Tomorrow March 30, is the birthday of one of my favorite fiddlers, Leslie Keith who passed away in 1977. Now there was a guy who could saw that fiddle and get your juices going so that you just had to dance! Every bluegrass fiddler needs to listen to Leslie Keith and most of them have if they’re serious about the instrument.
What bluegrass fan hasn’t heard Black Mountain Rag, or more properly Black Mountain Blues as Leslie named it when he composed it in the thirties? He took an old time tune, the Lost Child, morphed it with another old time melody and put it out there. It became a huge hit. Tommy Magness turned it into a showpiece tune which he called the Black Mountain Rag.
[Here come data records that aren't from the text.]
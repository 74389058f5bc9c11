//! game-runner: headless driver for the Rackline simulation core.
//!
//! Usage:
//!   game-runner --seed 12345 --steps 4320 --db saves.db --company "Rackline DC"
//!   game-runner --seed 12345 --ipc-mode

use anyhow::Result;
use rackline_core::{
    command::PlayerCommand,
    config::GameConfig,
    engine::GameEngine,
    event::SimEvent,
    store::CompanyStore,
};
use std::env;
use std::io::{self, BufRead, Write};

#[derive(serde::Deserialize)]
#[serde(tag = "type", rename_all = "snake_case")]
enum IpcCommand {
    GetState,
    Step { count: u64 },
    Command { cmd: PlayerCommand },
    Quit,
}

#[derive(serde::Serialize)]
struct UiState {
    day: u32,
    time: String,
    paused: bool,
    money: i64,
    reputation: i32,
    uptime: f64,
    power_used_mw: f64,
    power_max_mw: f64,
    cooling_health: i32,
    space_used: u32,
    space_max: u32,
    clients: usize,
    monthly_revenue: i64,
    open_tickets: usize,
    unread_messages: usize,
    story_stage: rackline_core::story::StoryStage,
    outcome: Option<rackline_core::endings::GameOutcome>,
    events: Vec<SimEvent>,
}

fn main() -> Result<()> {
    env_logger::init();

    let args: Vec<String> = env::args().collect();
    let seed = parse_arg(&args, "--seed", 42u64);
    let steps = parse_arg(&args, "--steps", 4_320u64);
    let ipc_mode = args.iter().any(|a| a == "--ipc-mode");
    let db = args
        .windows(2)
        .find(|w| w[0] == "--db")
        .map(|w| w[1].as_str())
        .unwrap_or(":memory:");
    let company = args
        .windows(2)
        .find(|w| w[0] == "--company")
        .map(|w| w[1].as_str())
        .unwrap_or("Rackline DC");

    if !ipc_mode {
        println!("Rackline — game-runner");
        println!("  company: {company}");
        println!("  seed:    {seed}");
        println!("  steps:   {steps}");
        println!("  db:      {db}");
        println!();
    }

    let store = if db == ":memory:" {
        CompanyStore::in_memory()?
    } else {
        CompanyStore::open(db)?
    };

    let config = GameConfig::default();
    let mut engine = if store.company_exists(company)? {
        GameEngine::resume(company, config, store)?
    } else {
        GameEngine::new_game(company, seed, config, store)?
    };

    if ipc_mode {
        run_ipc_loop(&mut engine)?;
    } else {
        engine.run_steps(steps)?;
        engine.save()?;
        print_summary(&engine);
    }

    Ok(())
}

fn run_ipc_loop(engine: &mut GameEngine) -> Result<()> {
    let stdin = io::stdin();
    let mut stdout = io::stdout();
    let mut handle = stdin.lock();
    let mut buffer = String::new();

    loop {
        buffer.clear();
        let bytes_read = handle.read_line(&mut buffer)?;
        if bytes_read == 0 {
            break; // EOF
        }

        let cmd: IpcCommand = match serde_json::from_str(&buffer) {
            Ok(c) => c,
            Err(e) => {
                let err_json = serde_json::json!({ "error": e.to_string() });
                writeln!(stdout, "{err_json}")?;
                stdout.flush()?;
                continue;
            }
        };

        match cmd {
            IpcCommand::Quit => break,
            IpcCommand::GetState => {
                let state = build_ui_state(engine, vec![]);
                writeln!(stdout, "{}", serde_json::to_string(&state)?)?;
            }
            IpcCommand::Step { count } => {
                let mut events = Vec::new();
                for _ in 0..count {
                    events.extend(engine.step()?);
                }
                let state = build_ui_state(engine, events);
                writeln!(stdout, "{}", serde_json::to_string(&state)?)?;
            }
            IpcCommand::Command { cmd } => {
                match engine.handle_command(cmd) {
                    Ok(events) => {
                        let state = build_ui_state(engine, events);
                        writeln!(stdout, "{}", serde_json::to_string(&state)?)?;
                    }
                    Err(e) => {
                        let err_json = serde_json::json!({ "rejected": e.to_string() });
                        writeln!(stdout, "{err_json}")?;
                    }
                }
                engine.save()?;
            }
        }
        stdout.flush()?;
    }
    Ok(())
}

fn build_ui_state(engine: &GameEngine, events: Vec<SimEvent>) -> UiState {
    let state = &engine.state;
    UiState {
        day: state.clock.day,
        time: state.clock.timestamp(),
        paused: state.clock.paused,
        money: state.money,
        reputation: state.reputation,
        uptime: state.uptime,
        power_used_mw: state.power_used_mw,
        power_max_mw: state.power_max_mw,
        cooling_health: state.cooling_health,
        space_used: state.space_used,
        space_max: state.space_max,
        clients: state.clients.len(),
        monthly_revenue: state.monthly_revenue(),
        open_tickets: state.tickets.iter().filter(|t| !t.resolved).count(),
        unread_messages: state.messages.iter().filter(|m| !m.read).count(),
        story_stage: state.story_stage,
        outcome: state.outcome,
        events,
    }
}

fn print_summary(engine: &GameEngine) {
    let state = &engine.state;
    println!("=== RUN SUMMARY ===");
    println!("  company:     {}", state.company);
    println!("  clock:       {}", state.clock.timestamp());
    println!("  wall steps:  {}", engine.wall_tick());
    println!("  money:       ${}", state.money);
    println!("  reputation:  {}%", state.reputation);
    println!("  uptime:      {:.2}%", state.uptime);
    println!(
        "  power:       {:.2} / {:.2} MW",
        state.power_used_mw, state.power_max_mw
    );
    println!("  cooling:     {}%", state.cooling_health);
    println!(
        "  clients:     {} (${}/mo)",
        state.clients.len(),
        state.monthly_revenue()
    );
    println!(
        "  tickets:     {} total, {} open",
        state.tickets.len(),
        state.tickets.iter().filter(|t| !t.resolved).count()
    );
    println!("  messages:    {}", state.messages.len());
    println!("  stage:       {:?}", state.story_stage);
    match state.outcome {
        Some(outcome) => println!("  outcome:     {outcome:?}"),
        None => println!("  outcome:     still running"),
    }
}

fn parse_arg<T: std::str::FromStr + Copy>(args: &[String], flag: &str, default: T) -> T {
    args.windows(2)
        .find(|w| w[0] == flag)
        .and_then(|w| w[1].parse().ok())
        .unwrap_or(default)
}
//! Ticket lifecycle engine.
//!
//! open-unassigned → open-assigned → resolved, with timeout failure
//! sharing the same terminal flag. Every transition starts with an
//! idempotent `resolved` guard: a resolution roll racing a timeout is
//! silently absorbed, never double-applied.

use crate::{
    config::TicketConfig,
    error::ActionError,
    event::SimEvent,
    rng::SubsystemRng,
    staffing::StaffRoleId,
    state::{GameState, MessageDraft},
    timer::{TimerKind, TimerQueue},
    types::TicketId,
};
use serde::{Deserialize, Serialize};

#[derive(Debug, Clone, Copy, Serialize, Deserialize, PartialEq, Eq)]
pub enum Priority {
    P1,
    P2,
}

/// Who a ticket can be handed to. Vendor is not a staffed role.
#[derive(Debug, Clone, Copy, Serialize, Deserialize, PartialEq, Eq)]
#[serde(rename_all = "snake_case")]
pub enum Assignee {
    Noc,
    L2,
    Vendor,
}

impl Assignee {
    pub fn name(&self) -> &'static str {
        match self {
            Self::Noc => "NOC",
            Self::L2 => "L2",
            Self::Vendor => "VENDOR",
        }
    }

    /// The staffed role backing this assignee, if any.
    pub fn staff_role(&self) -> Option<StaffRoleId> {
        match self {
            Self::Noc => Some(StaffRoleId::Noc),
            Self::L2 => Some(StaffRoleId::L2),
            Self::Vendor => None,
        }
    }
}

/// A timed incident. `time_remaining` is in whole-hour countdown units:
/// it is seeded with second-scale magnitudes but decrements once per
/// simulated hour, as the balance numbers expect.
#[derive(Debug, Clone, Serialize, Deserialize, PartialEq)]
pub struct Ticket {
    pub id: TicketId,
    pub title: String,
    pub description: String,
    pub priority: Priority,
    pub time_remaining: u32,
    pub affected_clients: u32,
    pub penalty: i64,
    pub assigned: Option<Assignee>,
    pub resolved: bool,
}

/// Create a ticket in the open-unassigned state.
pub fn file_ticket(
    state: &mut GameState,
    title: &str,
    description: &str,
    priority: Priority,
    time_remaining: u32,
    affected_clients: u32,
    penalty: i64,
) -> (TicketId, SimEvent) {
    let id = state.alloc_ticket_id();
    state.tickets.push(Ticket {
        id,
        title: title.to_string(),
        description: description.to_string(),
        priority,
        time_remaining,
        affected_clients,
        penalty,
        assigned: None,
        resolved: false,
    });
    log::info!("ticket #{id} filed ({priority:?}): {title}");
    (
        id,
        SimEvent::TicketCreated {
            ticket_id: id,
            title: title.to_string(),
            priority,
        },
    )
}

/// Hand a ticket to a team. Missing or already-resolved tickets are a
/// silent no-op; an empty staffed role is a rejection with no state
/// change. Otherwise the role fee is charged, the countdown shortened,
/// and a wall-paced resolution roll scheduled.
pub fn assign(
    state: &mut GameState,
    timers: &mut TimerQueue,
    cfg: &TicketConfig,
    ticket_id: TicketId,
    assignee: Assignee,
) -> Result<Vec<SimEvent>, ActionError> {
    let Some(ticket) = state.ticket(ticket_id) else {
        return Ok(vec![]);
    };
    if ticket.resolved {
        return Ok(vec![]);
    }

    if let Some(role) = assignee.staff_role() {
        if state.staff.get(role).count == 0 {
            return Err(ActionError::NoStaffAvailable { role });
        }
    }

    let (cost, reduction) = match assignee {
        Assignee::Noc => (0, cfg.noc_time_reduction),
        Assignee::L2 => (0, cfg.l2_time_reduction),
        Assignee::Vendor => (cfg.vendor_fee, cfg.vendor_time_reduction),
    };

    state.money -= cost;
    let ticket = state
        .ticket_mut(ticket_id)
        .expect("ticket existed above");
    ticket.assigned = Some(assignee);
    ticket.time_remaining = ticket.time_remaining.saturating_sub(reduction);

    timers.schedule_wall(
        state.wall_tick,
        cfg.resolve_check_delay,
        TimerKind::ResolutionCheck {
            ticket_id,
            assignee,
        },
    );

    log::info!(
        "ticket #{ticket_id} assigned to {}; resolving",
        assignee.name()
    );
    Ok(vec![SimEvent::TicketAssigned {
        ticket_id,
        assignee,
    }])
}

#[derive(Debug, Clone, Copy, PartialEq, Eq)]
pub enum ResolutionOutcome {
    /// The ticket resolved (or vanished) before the roll fired.
    AlreadySettled,
    Resolved,
    RollFailed,
}

/// The scheduled resolution roll for one assignment attempt.
pub fn resolution_check(
    state: &mut GameState,
    cfg: &TicketConfig,
    rng: &mut SubsystemRng,
    ticket_id: TicketId,
    assignee: Assignee,
) -> (Vec<SimEvent>, ResolutionOutcome) {
    let Some(ticket) = state.ticket(ticket_id) else {
        return (vec![], ResolutionOutcome::AlreadySettled);
    };
    if ticket.resolved {
        return (vec![], ResolutionOutcome::AlreadySettled);
    }

    let success_chance = match assignee {
        Assignee::Noc => state.staff.noc.skill,
        Assignee::L2 => state.staff.l2.skill,
        Assignee::Vendor => 1.0,
    };

    if rng.next_f64() < success_chance {
        let ticket = state.ticket_mut(ticket_id).expect("checked above");
        ticket.resolved = true;
        state.add_reputation(cfg.resolve_reputation_bonus);

        log::info!(
            "ticket #{ticket_id} resolved via {}; reputation +{}",
            assignee.name(),
            cfg.resolve_reputation_bonus
        );
        let mail = state.post_message(
            MessageDraft::new(
                "CEO@board.com",
                "Crisis Averted - Good Work",
                "The router is stabilized and temperatures are back to normal.\n\n\
                 That was close. Our clients didn't notice... this time.\n\n\
                 Reputation is recovering. Keep monitoring that AC unit."
                    .to_string(),
            ),
        );
        (
            vec![
                SimEvent::TicketResolved {
                    ticket_id,
                    assignee,
                },
                mail,
            ],
            ResolutionOutcome::Resolved,
        )
    } else {
        let ticket = state.ticket_mut(ticket_id).expect("checked above");
        ticket.assigned = None;
        log::warn!(
            "{} failed to resolve ticket #{ticket_id}; reassign or escalate",
            assignee.name()
        );
        (
            vec![SimEvent::TicketRetry {
                ticket_id,
                assignee,
            }],
            ResolutionOutcome::RollFailed,
        )
    }
}

/// Hourly countdown sweep. Returns emitted events and how many tickets
/// timed out this hour.
pub fn hourly_sweep(state: &mut GameState, cfg: &TicketConfig) -> (Vec<SimEvent>, u32) {
    let mut events = Vec::new();
    let mut failed = 0u32;

    for i in 0..state.tickets.len() {
        if state.tickets[i].resolved || state.tickets[i].time_remaining == 0 {
            continue;
        }
        state.tickets[i].time_remaining -= 1;
        if state.tickets[i].time_remaining > 0 {
            continue;
        }

        // Timed out: terminal failure, penalties applied exactly once.
        state.tickets[i].resolved = true;
        let id = state.tickets[i].id;
        let penalty = state.tickets[i].penalty;

        state.add_reputation(-cfg.fail_reputation_penalty);
        state.money -= penalty;
        state.uptime -= cfg.fail_uptime_penalty;
        failed += 1;

        log::error!(
            "ticket #{id} FAILED; reputation -{}, ${penalty} penalty",
            cfg.fail_reputation_penalty
        );
        let mail = state.post_message(
            MessageDraft::new(
                "CEO@board.com",
                "RE: The Outage",
                format!(
                    "That failure just cost us ${penalty} in SLA penalties and angry clients.\n\n\
                     This is your ONE warning. Next time, act faster or escalate immediately.\n\n\
                     The board is watching."
                ),
            )
            .urgent(),
        );
        events.push(SimEvent::TicketFailed {
            ticket_id: id,
            penalty,
        });
        events.push(mail);
    }

    (events, failed)
}
//! Subsystem trait.
//!
//! RULE: the engine calls `update()` on each registered subsystem once
//! per unpaused step, in registration order. The order is fixed and
//! documented in engine.rs: power → cooling → clients → random events.
//! Later subsystems observe earlier subsystems' effects within the
//! same tick.

use crate::{
    error::SimResult,
    event::SimEvent,
    rng::SubsystemRng,
    state::GameState,
    timer::TimerQueue,
};

/// The contract every per-tick subsystem fulfills.
pub trait Subsystem: Send {
    /// Unique stable name for this subsystem.
    fn name(&self) -> &'static str;

    /// Called once per unpaused step.
    ///
    /// - `state`:  the single-writer state aggregate
    /// - `timers`: the logical timer queue, for delayed follow-ups
    /// - `rng`:    this subsystem's deterministic stream
    fn update(
        &mut self,
        state: &mut GameState,
        timers: &mut TimerQueue,
        rng: &mut SubsystemRng,
    ) -> SimResult<Vec<SimEvent>>;
}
Years later Keith played it with Ralph and Carter Stanley and the tune became part of the bluegrass repertoire.
Leslie Keith cut his chops as a contest fiddler. In 1938, Leslie and another champion fiddler rented a park and invited fiddlers to compete. It was evidently successful, as 27 fiddlers and a crowd of 9,400 showed up. In many ways, Keith was a bridge between old time fiddlers and what would become bluegrass fiddlers. He had a different style than his predecessors like Arthur Smith and Clayton McMichen but he didn’t have quite the bluegrass punch and drive of later masters like Kenny Baker.
By the late 1940s, Leslie was the fiddler for Curly King and the Tennessee Hilltoppers. And when the Stanley Brothers decided to adopt a bluegrass sound a la Bill Monroe and the Bluegrass Boys, Keith replaced Booby Sumner and thus became one of the original bluegrass fiddlers. Only Chubby Wise and perhaps Sumner can claim priority.
I love to listen to Keith on the old Rich-R-Tone recordings from the Stanley Brothers. Especially in his live recordings, you can tell that he was a contest fiddler at heart. He knew how to please a crowd with danceable fiddle music. That’s the same kind of music I look forward to hearing again at the Cloverdale Fiddle Festival on April 11 in Cloverdale.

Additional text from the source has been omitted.